東洋経済オンライン / 2025年1月31日 9時20分

※写真はイメージです(写真:EKAKI / PIXTA)

「教育困難」を考える本連載。今回は、偏差値40台の教育困難校の卒業生である高田さん(仮名)に学校の環境に関する話を、15年前に「教育困難」校を卒業した濱井正吾氏が伺いました。

大学進学者はわずか、就職する生徒が多数

今回お話を伺ったのは、首都圏にある教育困難高校(A高校)出身者の高田さん(仮名)です。

現在30代の高田さんは、約20年前にA高校に通っていました。ここ数年で一気に人口が増えたこの地域では、偏差値40台の高校が大半。その中で最も偏差値が低いのが、A高校でした。

至る所で牛や豚の匂いがする、「農業の文化」が根付く一方、過去には未成年を狙った凶悪な事件が何件も起きたことがあるほど、治安はあまりいいとは言えない地域でもあります。

そうした地域に存在する、教育困難校の事情について、話を伺いました。

高田さんが通っていたA高校の出身者は、地元の中学校から来る生徒が9割を占めていました。

学校の卒業生たちは、卒業後にそのまま就職するケースが大半で、専門学校、短大、4年制大学に通う生徒はごくわずか。A高校は、地元の高校を卒業した生徒が、地元の企業に就職する「地元完結型の学校」としての性質を持っていることがわかります。

高田さんは介護士として働く母親に育てられましたが、A高校のほかの生徒たちも、シングルマザーやシングルファザーなど、ひとり親に育てられた子どもたちが多かったようです。

退学者も多く、1年で学校に興味がなくなったり、妊娠が発覚したりして、学校を辞めた生徒もいました。

学校では万引きが横行

犯罪が多い地域であったことは前述の通りですが、学校内でも、万引きが横行するなど、いい教育環境とは言えない状況でした。

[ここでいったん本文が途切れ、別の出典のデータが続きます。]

// =============================================================================
// Document Access
// =============================================================================

impl PdfSource {
    /// Open a PDF. A missing file is reported as [`ExtractError::NotFound`].
    pub fn open(path: &Path) -> Result<Self> {
        if !path.is_file() {
            return Err(ExtractError::NotFound(path.to_path_buf()));
        }

        let doc = Document::load(path).map_err(|source| ExtractError::Pdf {
            path: path.to_path_buf(),
            source,
        })?;
        let pages = doc.get_pages().into_values().collect();

        Ok(Self {
            path: path.to_path_buf(),
            doc,
            pages,
        })
    }

    pub fn path(&self) -> &Path {
        &self.path
    }

    pub fn page_count(&self) -> u32 {
        self.pages.len() as u32
    }

    fn pdf_err(&self, source: lopdf::Error) -> ExtractError {
        ExtractError::Pdf {
            path: self.path.clone(),
            source,
        }
    }

    /// Every image placement on a 1-based page, in content order
    pub fn placements(&self, page: u32) -> Result<Vec<Placement>> {
        let Some(&page_id) = page
            .checked_sub(1)
            .and_then(|index| self.pages.get(index as usize))
        else {
            return Ok(Vec::new());
        };

        let page_dict = self
            .doc
            .get_dictionary(page_id)
            .map_err(|e| self.pdf_err(e))?;
        let media_box = self.media_box(page_dict);
        let resources = self.inherited(page_dict, b"Resources");
        let content = page_content(&self.doc, page_dict).map_err(|e| self.pdf_err(e))?;

        let mut painted = Vec::new();
        self.walk(&content, resources, Matrix::IDENTITY, 0, &mut painted)?;

        let [x0, _, _, y1] = media_box;
        Ok(painted
            .into_iter()
            .map(|(image, (pixel_width, pixel_height), ctm)| {
                let corners = [
                    ctm.apply(0.0, 0.0),
                    ctm.apply(1.0, 0.0),
                    ctm.apply(0.0, 1.0),
                    ctm.apply(1.0, 1.0),
                ];
                let min_x = corners.iter().map(|c| c.0).fold(f64::INFINITY, f64::min);
                let max_x = corners.iter().map(|c| c.0).fold(f64::NEG_INFINITY, f64::max);
                let min_y = corners.iter().map(|c| c.1).fold(f64::INFINITY, f64::min);
                let max_y = corners.iter().map(|c| c.1).fold(f64::NEG_INFINITY, f64::max);

                Placement {
                    image,
                    pixel_width,
                    pixel_height,
                    x: min_x - x0,
                    y: y1 - max_y,
                    width: max_x - min_x,
                    height: max_y - min_y,
                }
            })
            .collect())
    }

    /// Height of a 1-based page in points
    pub fn page_height(&self, page: u32) -> f64 {
        page.checked_sub(1)
            .and_then(|index| self.pages.get(index as usize))
            .and_then(|&id| self.doc.get_dictionary(id).ok())
            .map(|dict| {
                let [_, y0, _, y1] = self.media_box(dict);
                (y1 - y0).abs()
            })
            .unwrap_or(DEFAULT_MEDIA_BOX[3])
    }

    /// Look up a page attribute, following the `Parent` chain
    fn inherited<'a>(&'a self, dict: &'a Dictionary, key: &[u8]) -> Option<&'a Object> {
        let mut current = dict;
        for _ in 0..MAX_FORM_DEPTH {
            if let Ok(value) = current.get(key) {
                return Some(self.resolve(value));
            }
            let parent = current.get(b"Parent").ok()?;
            current = self.resolve(parent).as_dict().ok()?;
        }
        None
    }

    fn media_box(&self, page_dict: &Dictionary) -> [f64; 4] {
        let Some(Object::Array(values)) = self.inherited(page_dict, b"MediaBox") else {
            return DEFAULT_MEDIA_BOX;
        };
        let numbers: Vec<f64> = values
            .iter()
            .filter_map(|v| number(self.resolve(v)))
            .collect();
        match numbers.as_slice() {
            [x0, y0, x1, y1] => [x0.min(*x1), y0.min(*y1), x0.max(*x1), y0.max(*y1)],
            _ => DEFAULT_MEDIA_BOX,
        }
    }

    fn resolve<'a>(&'a self, obj: &'a Object) -> &'a Object {
        let mut current = obj;
        for _ in 0..MAX_FORM_DEPTH {
            match current {
                Object::Reference(id) => match self.doc.get_object(*id) {
                    Ok(target) => current = target,
                    Err(_) => return current,
                },
                _ => return current,
            }
        }
        current
    }

    /// Find the XObject stream named `name` in a resource dictionary
    fn xobject(&self, resources: Option<&Object>, name: &[u8]) -> Option<(ObjectId, &Stream)> {
        let resources = resources?.as_dict().ok()?;
        let xobjects = self.resolve(resources.get(b"XObject").ok()?).as_dict().ok()?;
        let id = xobjects.get(name).ok()?.as_reference().ok()?;
        let stream = self.doc.get_object(id).ok()?.as_stream().ok()?;
        Some((id, stream))
    }

    /// Interpret a content stream, collecting image paints with their CTM
    fn walk(
        &self,
        content: &[u8],
        resources: Option<&Object>,
        base: Matrix,
        depth: usize,
        painted: &mut Vec<(ObjectId, (u32, u32), Matrix)>,
    ) -> Result<()> {
        if depth > MAX_FORM_DEPTH {
            log::warn!(
                "{}: Form XObjects nested deeper than {}, ignoring the rest",
                self.path.display(),
                MAX_FORM_DEPTH
            );
            return Ok(());
        }

        let content = Content::decode(content).map_err(|e| self.pdf_err(e))?;
        let mut ctm = base;
        let mut stack = Vec::new();

        for op in &content.operations {
            match op.operator.as_str() {
                "q" => stack.push(ctm),
                "Q" => ctm = stack.pop().unwrap_or(base),
                "cm" => {
                    if let Some(m) = Matrix::from_operands(&op.operands) {
                        ctm = m.then(ctm);
                    }
                }
                "Do" => {
                    let Some(Object::Name(name)) = op.operands.first() else {
                        continue;
                    };
                    let Some((id, stream)) = self.xobject(resources, name) else {
                        continue;
                    };

                    match stream.dict.get(b"Subtype").and_then(|s| s.as_name()) {
                        Ok(b"Image") => {
                            let dims = (
                                dict_u32(&stream.dict, b"Width"),
                                dict_u32(&stream.dict, b"Height"),
                            );
                            painted.push((id, dims, ctm));
                        }
                        Ok(b"Form") => {
                            let matrix = stream
                                .dict
                                .get(b"Matrix")
                                .ok()
                                .and_then(|m| m.as_array().ok())
                                .and_then(|m| Matrix::from_operands(m))
                                .unwrap_or(Matrix::IDENTITY);
                            let form_resources = stream
                                .dict
                                .get(b"Resources")
                                .ok()
                                .map(|r| self.resolve(r))
                                .or(resources);
                            let form_content = stream
                                .decompressed_content()
                                .unwrap_or_else(|_| stream.content.clone());
                            self.walk(
                                &form_content,
                                form_resources,
                                matrix.then(ctm),
                                depth + 1,
                                painted,
                            )?;
                        }
                        _ => {}
                    }
                }
                _ => {}
            }
        }

        Ok(())
    }

    // =========================================================================
    // Image Data
    // =========================================================================

    /// Pull the image data of an XObject out as a file-ready encoding.
    ///
    /// JPEG and JPEG 2000 streams are returned verbatim; 8-bit raw or
    /// Flate-compressed samples are re-encoded as PNG. Anything else is
    /// reported as an unsupported encoding.
    pub fn extract_image(&self, id: ObjectId) -> std::result::Result<ExtractedImage, String> {
        let stream = self
            .doc
            .get_object(id)
            .and_then(|o| o.as_stream())
            .map_err(|e| format!("object {:?} is not an image stream: {}", id, e))?;

        let filters = self.filters(&stream.dict);
        match filters.last().map(Vec::as_slice) {
            Some(b"DCTDecode") if filters.len() == 1 => {
                return Ok(ExtractedImage {
                    bytes: stream.content.clone(),
                    ext: "jpg",
                });
            }
            Some(b"JPXDecode") if filters.len() == 1 => {
                return Ok(ExtractedImage {
                    bytes: stream.content.clone(),
                    ext: "jp2",
                });
            }
            Some(b"DCTDecode") | Some(b"JPXDecode") => {
                let bytes = stream
                    .decompressed_content()
                    .map_err(|e| format!("cannot decode image stream: {}", e))?;
                let ext = if filters.last().map(Vec::as_slice) == Some(b"DCTDecode") {
                    "jpg"
                } else {
                    "jp2"
                };
                return Ok(ExtractedImage { bytes, ext });
            }
            _ => {}
        }

        let samples = if filters.is_empty() {
            stream.content.clone()
        } else {
            stream
                .decompressed_content()
                .map_err(|e| format!("cannot decode image stream: {}", e))?
        };

        let width = dict_u32(&stream.dict, b"Width");
        let height = dict_u32(&stream.dict, b"Height");
        let bits = dict_u32(&stream.dict, b"BitsPerComponent");
        if bits != 8 {
            return Err(format!("{} bits per component is not supported", bits));
        }

        let color_space = stream
            .dict
            .get(b"ColorSpace")
            .ok()
            .map(|cs| self.resolve(cs));
        let rgb = self.to_rgb(&samples, width, height, color_space)?;

        let mut bytes = Vec::new();
        image::DynamicImage::ImageRgb8(rgb)
            .write_to(&mut std::io::Cursor::new(&mut bytes), image::ImageFormat::Png)
            .map_err(|e| format!("cannot encode PNG: {}", e))?;

        Ok(ExtractedImage { bytes, ext: "png" })
    }

    fn filters(&self, dict: &Dictionary) -> Vec<Vec<u8>> {
        match dict.get(b"Filter").map(|f| self.resolve(f)) {
            Ok(Object::Name(name)) => vec![name.clone()],
            Ok(Object::Array(items)) => items
                .iter()
                .filter_map(|item| self.resolve(item).as_name().ok().map(<[u8]>::to_vec))
                .collect(),
            _ => Vec::new(),
        }
    }

    /// Convert 8-bit samples in a supported color space to RGB
    fn to_rgb(
        &self,
        samples: &[u8],
        width: u32,
        height: u32,
        color_space: Option<&Object>,
    ) -> std::result::Result<image::RgbImage, String> {
        let pixels = width as usize * height as usize;
        let space = color_space.ok_or("missing color space")?;

        let rgb: Vec<u8> = match space {
            Object::Name(name) => match name.as_slice() {
                b"DeviceRGB" | b"CalRGB" => take(samples, pixels * 3)?.to_vec(),
                b"DeviceGray" | b"CalGray" => gray_to_rgb(take(samples, pixels)?),
                b"DeviceCMYK" => cmyk_to_rgb(take(samples, pixels * 4)?),
                other => {
                    return Err(format!(
                        "color space {} is not supported",
                        String::from_utf8_lossy(other)
                    ));
                }
            },
            Object::Array(items) => {
                let family = items
                    .first()
                    .map(|f| self.resolve(f))
                    .and_then(|f| f.as_name().ok())
                    .unwrap_or_default();
                match family {
                    b"ICCBased" => {
                        let components = items
                            .get(1)
                            .map(|s| self.resolve(s))
                            .and_then(|s| s.as_stream().ok())
                            .map(|s| dict_u32(&s.dict, b"N"))
                            .unwrap_or(3);
                        match components {
                            1 => gray_to_rgb(take(samples, pixels)?),
                            3 => take(samples, pixels * 3)?.to_vec(),
                            4 => cmyk_to_rgb(take(samples, pixels * 4)?),
                            n => return Err(format!("ICC profile with {} components", n)),
                        }
                    }
                    b"Indexed" => self.indexed_to_rgb(items, take(samples, pixels)?)?,
                    b"CalRGB" => take(samples, pixels * 3)?.to_vec(),
                    b"CalGray" => gray_to_rgb(take(samples, pixels)?),
                    other => {
                        return Err(format!(
                            "color space {} is not supported",
                            String::from_utf8_lossy(other)
                        ));
                    }
                }
            }
            _ => return Err("malformed color space".to_string()),
        };

        image::RgbImage::from_raw(width, height, rgb).ok_or_else(|| "sample size mismatch".to_string())
    }

    /// Expand `[/Indexed base hival lookup]` samples through the lookup table
    fn indexed_to_rgb(&self, items: &[Object], indices: &[u8]) -> std::result::Result<Vec<u8>, String> {
        let base = items.get(1).map(|b| self.resolve(b));
        let base_components = match base {
            Some(Object::Name(name)) if name == b"DeviceGray" => 1,
            Some(Object::Name(name)) if name == b"DeviceCMYK" => 4,
            Some(Object::Name(_)) => 3,
            Some(Object::Array(inner)) => inner
                .get(1)
                .map(|s| self.resolve(s))
                .and_then(|s| s.as_stream().ok())
                .map(|s| dict_u32(&s.dict, b"N") as usize)
                .unwrap_or(3),
            _ => return Err("indexed color space without base".to_string()),
        };

        let lookup: Vec<u8> = match items.get(3).map(|l| self.resolve(l)) {
            Some(Object::String(bytes, _)) => bytes.clone(),
            Some(Object::Stream(stream)) => stream
                .decompressed_content()
                .unwrap_or_else(|_| stream.content.clone()),
            _ => return Err("indexed color space without lookup table".to_string()),
        };

        let mut rgb = Vec::with_capacity(indices.len() * 3);
        for &index in indices {
            let start = index as usize * base_components;
            let entry = lookup
                .get(start..start + base_components)
                .ok_or("palette index out of range")?;
            match base_components {
                1 => rgb.extend_from_slice(&[entry[0]; 3]),
                4 => rgb.extend(cmyk_to_rgb(entry)),
                _ => rgb.extend_from_slice(&entry[..3]),
            }
        }
        Ok(rgb)
    }
}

例えば、移動教室の場合、ロッカーに鍵をかけ忘れた人が1人でもいたら、すぐに盗難に遭うため、先生たちは常々「絶対に鍵をかけて教室を出なさい」と生徒たちに言っていたと高田さんは語ります。

「私が学校に在学していたとき、私のいたクラスだけで、『(私物が)ない!ない!』と騒ぎになったことが3〜4回ありました。全クラス・全学年で同じようなことが頻繁にあったので、先生たちも声掛けを徹底していました」

高田さんもこうした盗難に備え、ブランドものではない財布に少額のお金だけ入れて、学校に通っていました。

一方で、金髪やリーゼントといった、いわゆる「不良」系の生徒は少なく、学校全体で窓ガラスが割れたり、けんかが頻発していたわけではなかったようですが、校則は緩く、中には喫煙をしていた生徒もいて、校内では落ちている吸い殻を見かけたこともあったようです。